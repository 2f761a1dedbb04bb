use sea_orm::entity::prelude::*;
use serde::{Deserialize, Serialize};

#[derive(Clone, Debug, PartialEq, Eq, DeriveEntityModel, Serialize, Deserialize)]
#[sea_orm(table_name = "likes")]
pub struct Model {
    #[sea_orm(primary_key, auto_increment = false)]
    pub user_id: i32,
    #[sea_orm(primary_key, auto_increment = false)]
    pub tweet_id: i32,
}

#[derive(Copy, Clone, Debug, EnumIter, DeriveRelation)]
pub enum Relation {
    #[sea_orm(
        belongs_to = "super::users::Entity",
        from = "Column::UserId",
        to = "super::users::Column::Id",
        on_delete = "Cascade"
    )]
    Users,
    #[sea_orm(
        belongs_to = "super::tweets::Entity",
        from = "Column::TweetId",
        to = "super::tweets::Column::Id",
        on_delete = "Cascade"
    )]
    Tweets,
}

impl Related<super::users::Entity> for Entity {
    fn to() -> RelationDef {
        Relation::Users.def()
    }
}

impl Related<super::tweets::Entity> for Entity {
    fn to() -> RelationDef {
        Relation::Tweets.def()
    }
}

impl ActiveModelBehavior for ActiveModel {}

━━━

:: Problem requirements ::
In the records above, locate each line with the word "super". Copy all such lines.

:: Exercise solution ::
        belongs_to = "super::users::Entity",
        to = "super::users::Column::Id",
        belongs_to = "super::tweets::Entity",
        to = "super::tweets::Column::Id",
impl Related<super::users::Entity> for Entity {
impl Related<super::tweets::Entity> for Entity {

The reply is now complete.